What you need to produce from the material below is an exact transcription of the lines from the one with "i64, total_active_stake: u64)" through the one with "the validator's commission.", both included, and no other line.

_Provided records:_
▼▼▼
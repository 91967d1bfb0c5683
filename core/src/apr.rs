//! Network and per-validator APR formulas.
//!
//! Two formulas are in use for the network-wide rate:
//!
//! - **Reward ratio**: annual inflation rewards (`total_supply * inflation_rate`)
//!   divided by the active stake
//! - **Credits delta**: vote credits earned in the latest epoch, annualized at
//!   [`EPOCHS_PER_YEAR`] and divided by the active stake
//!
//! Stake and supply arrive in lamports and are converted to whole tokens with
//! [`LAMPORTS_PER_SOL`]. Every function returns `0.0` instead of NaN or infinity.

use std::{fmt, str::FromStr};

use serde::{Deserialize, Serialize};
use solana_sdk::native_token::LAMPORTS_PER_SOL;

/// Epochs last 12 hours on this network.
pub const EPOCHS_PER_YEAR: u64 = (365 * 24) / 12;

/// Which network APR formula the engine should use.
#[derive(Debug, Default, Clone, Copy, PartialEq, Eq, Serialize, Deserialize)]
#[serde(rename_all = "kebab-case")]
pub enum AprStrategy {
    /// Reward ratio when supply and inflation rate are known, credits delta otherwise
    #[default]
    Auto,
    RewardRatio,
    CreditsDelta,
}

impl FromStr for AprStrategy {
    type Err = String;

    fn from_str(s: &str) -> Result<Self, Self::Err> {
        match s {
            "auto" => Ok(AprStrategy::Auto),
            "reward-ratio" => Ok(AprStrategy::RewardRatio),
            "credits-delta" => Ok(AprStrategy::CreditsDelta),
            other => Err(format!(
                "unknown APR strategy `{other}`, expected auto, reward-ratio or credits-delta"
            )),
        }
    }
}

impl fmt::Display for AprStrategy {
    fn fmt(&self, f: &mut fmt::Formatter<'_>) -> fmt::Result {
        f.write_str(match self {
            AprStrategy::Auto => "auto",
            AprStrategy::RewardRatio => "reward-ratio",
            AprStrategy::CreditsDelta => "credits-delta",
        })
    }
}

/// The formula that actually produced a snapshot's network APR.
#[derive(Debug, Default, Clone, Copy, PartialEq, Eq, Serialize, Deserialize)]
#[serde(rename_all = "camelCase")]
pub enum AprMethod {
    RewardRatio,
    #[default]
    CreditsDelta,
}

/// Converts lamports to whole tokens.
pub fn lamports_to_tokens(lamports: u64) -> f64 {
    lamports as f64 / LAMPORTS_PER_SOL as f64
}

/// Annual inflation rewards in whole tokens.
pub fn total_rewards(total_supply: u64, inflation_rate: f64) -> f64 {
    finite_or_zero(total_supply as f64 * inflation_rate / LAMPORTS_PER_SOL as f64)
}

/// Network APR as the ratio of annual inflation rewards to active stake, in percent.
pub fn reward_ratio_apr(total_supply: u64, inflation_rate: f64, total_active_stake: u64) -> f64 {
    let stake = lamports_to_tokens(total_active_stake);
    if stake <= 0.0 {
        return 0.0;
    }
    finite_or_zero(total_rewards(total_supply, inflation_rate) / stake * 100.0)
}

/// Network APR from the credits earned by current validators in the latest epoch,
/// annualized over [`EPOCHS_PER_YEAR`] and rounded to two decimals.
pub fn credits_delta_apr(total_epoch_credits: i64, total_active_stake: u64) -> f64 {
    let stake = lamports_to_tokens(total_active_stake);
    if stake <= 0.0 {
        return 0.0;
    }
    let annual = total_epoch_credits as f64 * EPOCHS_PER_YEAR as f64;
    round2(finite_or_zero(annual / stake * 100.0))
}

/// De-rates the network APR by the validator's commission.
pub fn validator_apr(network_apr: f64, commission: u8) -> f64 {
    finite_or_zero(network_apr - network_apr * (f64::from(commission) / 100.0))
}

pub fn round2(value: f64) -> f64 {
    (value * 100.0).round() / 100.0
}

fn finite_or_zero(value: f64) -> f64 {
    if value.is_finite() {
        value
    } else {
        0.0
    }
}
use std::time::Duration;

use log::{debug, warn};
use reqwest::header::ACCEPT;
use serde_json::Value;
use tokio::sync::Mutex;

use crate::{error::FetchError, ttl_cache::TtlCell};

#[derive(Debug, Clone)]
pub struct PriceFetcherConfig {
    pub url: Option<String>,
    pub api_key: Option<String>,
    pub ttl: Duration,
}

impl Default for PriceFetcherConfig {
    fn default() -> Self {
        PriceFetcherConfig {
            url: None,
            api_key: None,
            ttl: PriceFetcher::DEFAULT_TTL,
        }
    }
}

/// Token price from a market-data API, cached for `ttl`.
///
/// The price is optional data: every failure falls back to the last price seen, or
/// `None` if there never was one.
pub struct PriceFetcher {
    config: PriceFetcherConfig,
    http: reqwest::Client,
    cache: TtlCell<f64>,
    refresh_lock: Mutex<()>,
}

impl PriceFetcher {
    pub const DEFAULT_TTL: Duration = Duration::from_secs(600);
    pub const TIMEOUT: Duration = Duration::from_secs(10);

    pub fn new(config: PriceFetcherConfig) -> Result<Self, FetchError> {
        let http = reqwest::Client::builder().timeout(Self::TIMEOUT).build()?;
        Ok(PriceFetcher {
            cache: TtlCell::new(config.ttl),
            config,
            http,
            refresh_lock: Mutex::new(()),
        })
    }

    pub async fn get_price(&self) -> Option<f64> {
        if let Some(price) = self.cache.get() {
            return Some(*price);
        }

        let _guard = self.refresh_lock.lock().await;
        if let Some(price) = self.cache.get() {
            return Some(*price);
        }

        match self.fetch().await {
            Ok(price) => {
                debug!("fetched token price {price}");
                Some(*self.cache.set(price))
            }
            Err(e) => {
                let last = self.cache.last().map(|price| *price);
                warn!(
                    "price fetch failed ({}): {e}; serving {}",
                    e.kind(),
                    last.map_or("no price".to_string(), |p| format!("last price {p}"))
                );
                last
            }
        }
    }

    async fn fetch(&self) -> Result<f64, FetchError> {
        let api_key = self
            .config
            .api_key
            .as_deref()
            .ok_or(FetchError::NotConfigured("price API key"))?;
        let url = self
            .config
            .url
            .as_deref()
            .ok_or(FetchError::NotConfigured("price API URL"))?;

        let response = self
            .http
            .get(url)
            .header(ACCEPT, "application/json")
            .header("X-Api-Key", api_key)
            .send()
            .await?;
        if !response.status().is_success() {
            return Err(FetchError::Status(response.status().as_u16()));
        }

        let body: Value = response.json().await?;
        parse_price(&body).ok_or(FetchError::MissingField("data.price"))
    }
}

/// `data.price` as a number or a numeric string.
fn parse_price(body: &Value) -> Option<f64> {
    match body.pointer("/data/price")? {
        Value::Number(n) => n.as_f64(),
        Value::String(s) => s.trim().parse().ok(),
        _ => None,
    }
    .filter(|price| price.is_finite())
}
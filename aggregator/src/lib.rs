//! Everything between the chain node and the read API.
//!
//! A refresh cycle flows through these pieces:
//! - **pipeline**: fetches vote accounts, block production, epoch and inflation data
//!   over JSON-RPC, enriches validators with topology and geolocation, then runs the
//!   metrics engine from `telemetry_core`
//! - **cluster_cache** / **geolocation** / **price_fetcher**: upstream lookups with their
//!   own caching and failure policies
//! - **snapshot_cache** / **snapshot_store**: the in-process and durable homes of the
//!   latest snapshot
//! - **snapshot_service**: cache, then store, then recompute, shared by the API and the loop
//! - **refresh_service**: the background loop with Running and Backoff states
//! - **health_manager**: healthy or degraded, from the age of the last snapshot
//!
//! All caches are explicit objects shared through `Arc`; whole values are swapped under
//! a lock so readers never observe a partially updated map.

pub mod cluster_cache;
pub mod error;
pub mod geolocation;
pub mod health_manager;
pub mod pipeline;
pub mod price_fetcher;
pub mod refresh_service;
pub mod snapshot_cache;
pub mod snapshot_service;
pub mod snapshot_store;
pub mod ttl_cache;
▲▲▲
▼▼▼
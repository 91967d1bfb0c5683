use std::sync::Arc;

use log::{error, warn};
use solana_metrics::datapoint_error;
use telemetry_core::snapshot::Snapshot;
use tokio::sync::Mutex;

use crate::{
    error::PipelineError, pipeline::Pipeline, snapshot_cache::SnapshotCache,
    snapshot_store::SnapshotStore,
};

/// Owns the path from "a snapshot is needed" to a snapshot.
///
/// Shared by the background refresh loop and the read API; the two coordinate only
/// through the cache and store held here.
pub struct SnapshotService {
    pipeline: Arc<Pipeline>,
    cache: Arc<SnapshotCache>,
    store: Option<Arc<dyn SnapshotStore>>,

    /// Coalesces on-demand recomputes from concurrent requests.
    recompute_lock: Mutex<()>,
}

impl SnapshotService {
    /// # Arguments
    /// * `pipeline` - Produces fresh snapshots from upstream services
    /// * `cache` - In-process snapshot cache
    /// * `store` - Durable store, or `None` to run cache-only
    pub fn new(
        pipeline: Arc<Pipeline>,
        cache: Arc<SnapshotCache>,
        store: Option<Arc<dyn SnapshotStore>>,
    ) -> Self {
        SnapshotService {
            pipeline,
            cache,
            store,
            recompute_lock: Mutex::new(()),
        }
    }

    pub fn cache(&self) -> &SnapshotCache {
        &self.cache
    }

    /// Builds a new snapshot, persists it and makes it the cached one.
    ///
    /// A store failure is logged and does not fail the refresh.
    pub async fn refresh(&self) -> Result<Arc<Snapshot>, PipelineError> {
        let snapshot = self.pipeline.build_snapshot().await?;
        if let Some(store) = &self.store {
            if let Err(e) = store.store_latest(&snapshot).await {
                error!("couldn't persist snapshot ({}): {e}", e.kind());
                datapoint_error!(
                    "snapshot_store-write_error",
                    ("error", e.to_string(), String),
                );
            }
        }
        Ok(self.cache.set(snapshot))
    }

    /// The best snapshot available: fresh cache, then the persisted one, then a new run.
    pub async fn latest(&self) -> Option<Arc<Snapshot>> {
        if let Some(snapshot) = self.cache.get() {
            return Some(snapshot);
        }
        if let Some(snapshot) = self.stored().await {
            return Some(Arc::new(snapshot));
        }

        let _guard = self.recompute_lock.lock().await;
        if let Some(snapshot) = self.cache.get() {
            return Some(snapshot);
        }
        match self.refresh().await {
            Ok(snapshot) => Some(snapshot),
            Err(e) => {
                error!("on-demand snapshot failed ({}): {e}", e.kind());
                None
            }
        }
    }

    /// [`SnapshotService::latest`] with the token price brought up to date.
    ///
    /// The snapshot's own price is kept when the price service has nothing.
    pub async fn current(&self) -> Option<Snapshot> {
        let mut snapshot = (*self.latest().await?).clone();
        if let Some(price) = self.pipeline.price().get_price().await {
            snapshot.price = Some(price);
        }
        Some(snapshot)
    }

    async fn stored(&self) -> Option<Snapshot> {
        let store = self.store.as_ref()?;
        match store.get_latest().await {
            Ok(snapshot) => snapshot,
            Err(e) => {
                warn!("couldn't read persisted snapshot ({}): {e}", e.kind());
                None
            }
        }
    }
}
▲▲▲
▼▼▼
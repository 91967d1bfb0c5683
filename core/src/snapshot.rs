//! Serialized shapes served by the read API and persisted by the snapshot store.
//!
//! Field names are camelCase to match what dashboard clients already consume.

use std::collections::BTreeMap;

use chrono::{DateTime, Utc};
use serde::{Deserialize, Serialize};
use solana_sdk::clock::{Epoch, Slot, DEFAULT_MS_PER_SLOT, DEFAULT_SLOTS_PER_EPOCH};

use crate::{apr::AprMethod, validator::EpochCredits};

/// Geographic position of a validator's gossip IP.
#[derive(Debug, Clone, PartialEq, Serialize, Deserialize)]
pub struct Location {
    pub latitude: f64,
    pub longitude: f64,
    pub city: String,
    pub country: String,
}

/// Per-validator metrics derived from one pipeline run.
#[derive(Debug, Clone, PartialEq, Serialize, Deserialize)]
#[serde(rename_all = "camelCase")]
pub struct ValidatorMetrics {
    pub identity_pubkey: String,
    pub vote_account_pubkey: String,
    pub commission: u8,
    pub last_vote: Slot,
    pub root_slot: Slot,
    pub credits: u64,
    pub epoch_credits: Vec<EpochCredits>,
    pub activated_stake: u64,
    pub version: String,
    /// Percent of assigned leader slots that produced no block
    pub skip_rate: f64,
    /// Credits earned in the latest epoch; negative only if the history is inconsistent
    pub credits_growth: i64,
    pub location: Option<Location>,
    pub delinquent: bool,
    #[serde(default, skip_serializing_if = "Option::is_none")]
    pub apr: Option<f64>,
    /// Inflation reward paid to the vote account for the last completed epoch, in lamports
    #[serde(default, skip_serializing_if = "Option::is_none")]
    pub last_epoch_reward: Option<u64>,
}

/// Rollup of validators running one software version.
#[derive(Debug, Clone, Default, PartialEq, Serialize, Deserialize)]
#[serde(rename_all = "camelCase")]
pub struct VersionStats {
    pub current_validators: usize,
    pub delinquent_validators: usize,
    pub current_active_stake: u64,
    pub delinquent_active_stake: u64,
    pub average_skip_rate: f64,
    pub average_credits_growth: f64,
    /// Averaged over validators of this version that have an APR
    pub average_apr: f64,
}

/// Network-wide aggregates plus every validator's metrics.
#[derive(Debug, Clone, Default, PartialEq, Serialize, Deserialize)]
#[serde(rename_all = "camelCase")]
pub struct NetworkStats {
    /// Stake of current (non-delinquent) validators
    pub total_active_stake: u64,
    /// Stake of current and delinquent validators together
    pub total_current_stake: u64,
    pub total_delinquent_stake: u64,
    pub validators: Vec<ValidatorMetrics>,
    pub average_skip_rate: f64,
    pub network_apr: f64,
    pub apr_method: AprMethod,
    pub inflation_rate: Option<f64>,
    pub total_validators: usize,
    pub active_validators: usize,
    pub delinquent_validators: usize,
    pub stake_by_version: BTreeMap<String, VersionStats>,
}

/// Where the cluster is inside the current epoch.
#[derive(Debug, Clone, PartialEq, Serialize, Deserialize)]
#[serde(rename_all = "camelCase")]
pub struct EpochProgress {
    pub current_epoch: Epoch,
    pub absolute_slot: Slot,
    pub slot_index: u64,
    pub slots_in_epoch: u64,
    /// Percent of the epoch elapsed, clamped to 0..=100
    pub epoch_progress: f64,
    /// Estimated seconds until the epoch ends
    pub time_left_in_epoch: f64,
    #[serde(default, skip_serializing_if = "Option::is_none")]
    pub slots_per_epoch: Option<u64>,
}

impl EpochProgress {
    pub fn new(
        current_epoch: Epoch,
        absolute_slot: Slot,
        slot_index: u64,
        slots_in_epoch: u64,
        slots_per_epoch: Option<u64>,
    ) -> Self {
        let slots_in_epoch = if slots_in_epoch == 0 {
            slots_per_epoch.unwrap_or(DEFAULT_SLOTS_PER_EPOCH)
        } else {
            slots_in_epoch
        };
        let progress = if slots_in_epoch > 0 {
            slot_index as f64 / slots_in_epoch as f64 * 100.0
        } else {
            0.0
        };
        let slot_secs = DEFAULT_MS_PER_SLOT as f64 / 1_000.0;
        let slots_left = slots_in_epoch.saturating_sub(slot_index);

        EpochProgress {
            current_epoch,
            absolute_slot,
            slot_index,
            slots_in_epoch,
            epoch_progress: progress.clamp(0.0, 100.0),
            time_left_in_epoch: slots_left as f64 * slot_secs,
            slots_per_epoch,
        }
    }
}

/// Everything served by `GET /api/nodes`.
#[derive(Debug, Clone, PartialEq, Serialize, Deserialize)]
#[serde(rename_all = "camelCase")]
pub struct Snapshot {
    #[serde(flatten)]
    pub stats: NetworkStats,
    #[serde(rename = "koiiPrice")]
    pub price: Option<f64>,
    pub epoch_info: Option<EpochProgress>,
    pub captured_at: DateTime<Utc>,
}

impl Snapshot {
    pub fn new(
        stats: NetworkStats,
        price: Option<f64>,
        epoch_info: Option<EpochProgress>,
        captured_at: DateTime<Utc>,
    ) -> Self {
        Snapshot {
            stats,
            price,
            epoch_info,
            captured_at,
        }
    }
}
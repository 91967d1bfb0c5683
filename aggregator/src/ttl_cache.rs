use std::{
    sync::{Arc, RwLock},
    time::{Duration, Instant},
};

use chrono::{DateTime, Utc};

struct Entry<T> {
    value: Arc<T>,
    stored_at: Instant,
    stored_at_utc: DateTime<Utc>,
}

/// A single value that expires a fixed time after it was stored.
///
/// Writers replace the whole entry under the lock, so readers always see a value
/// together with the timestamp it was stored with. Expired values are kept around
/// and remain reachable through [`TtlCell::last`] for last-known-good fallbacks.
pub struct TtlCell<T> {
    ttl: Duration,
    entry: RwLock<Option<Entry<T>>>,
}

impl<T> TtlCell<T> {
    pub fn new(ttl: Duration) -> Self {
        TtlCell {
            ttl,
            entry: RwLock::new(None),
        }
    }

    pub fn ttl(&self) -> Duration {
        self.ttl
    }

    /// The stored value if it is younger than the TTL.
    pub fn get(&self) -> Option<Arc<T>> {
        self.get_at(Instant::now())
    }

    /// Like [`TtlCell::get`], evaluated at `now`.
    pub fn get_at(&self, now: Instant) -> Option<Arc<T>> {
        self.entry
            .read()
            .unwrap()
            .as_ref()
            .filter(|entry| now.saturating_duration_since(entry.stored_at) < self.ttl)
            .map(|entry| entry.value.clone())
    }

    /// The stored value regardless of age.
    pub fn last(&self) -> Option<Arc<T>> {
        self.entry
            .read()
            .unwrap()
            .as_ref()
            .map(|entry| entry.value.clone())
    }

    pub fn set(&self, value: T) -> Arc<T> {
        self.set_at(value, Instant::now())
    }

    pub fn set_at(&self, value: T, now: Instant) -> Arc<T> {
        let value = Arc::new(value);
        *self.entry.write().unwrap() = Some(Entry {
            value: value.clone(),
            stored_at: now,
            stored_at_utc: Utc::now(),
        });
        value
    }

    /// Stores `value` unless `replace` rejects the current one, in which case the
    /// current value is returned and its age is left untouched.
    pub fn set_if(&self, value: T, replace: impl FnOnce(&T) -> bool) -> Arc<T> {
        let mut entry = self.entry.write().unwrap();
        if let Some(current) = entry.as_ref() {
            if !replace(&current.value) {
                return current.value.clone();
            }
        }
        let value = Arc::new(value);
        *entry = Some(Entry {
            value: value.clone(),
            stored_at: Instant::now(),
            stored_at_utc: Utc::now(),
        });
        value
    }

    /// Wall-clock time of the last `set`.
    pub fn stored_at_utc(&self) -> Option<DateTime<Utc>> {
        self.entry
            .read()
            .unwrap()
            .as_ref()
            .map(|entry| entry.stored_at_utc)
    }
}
▲▲▲
_Answer box:_
pub fn credits_delta_apr(total_epoch_credits: i64, total_active_stake: u64) -> f64 {
    let stake = lamports_to_tokens(total_active_stake);
    if stake <= 0.0 {
        return 0.0;
    }
    let annual = total_epoch_credits as f64 * EPOCHS_PER_YEAR as f64;
    round2(finite_or_zero(annual / stake * 100.0))
}

/// De-rates the network APR by the validator's commission.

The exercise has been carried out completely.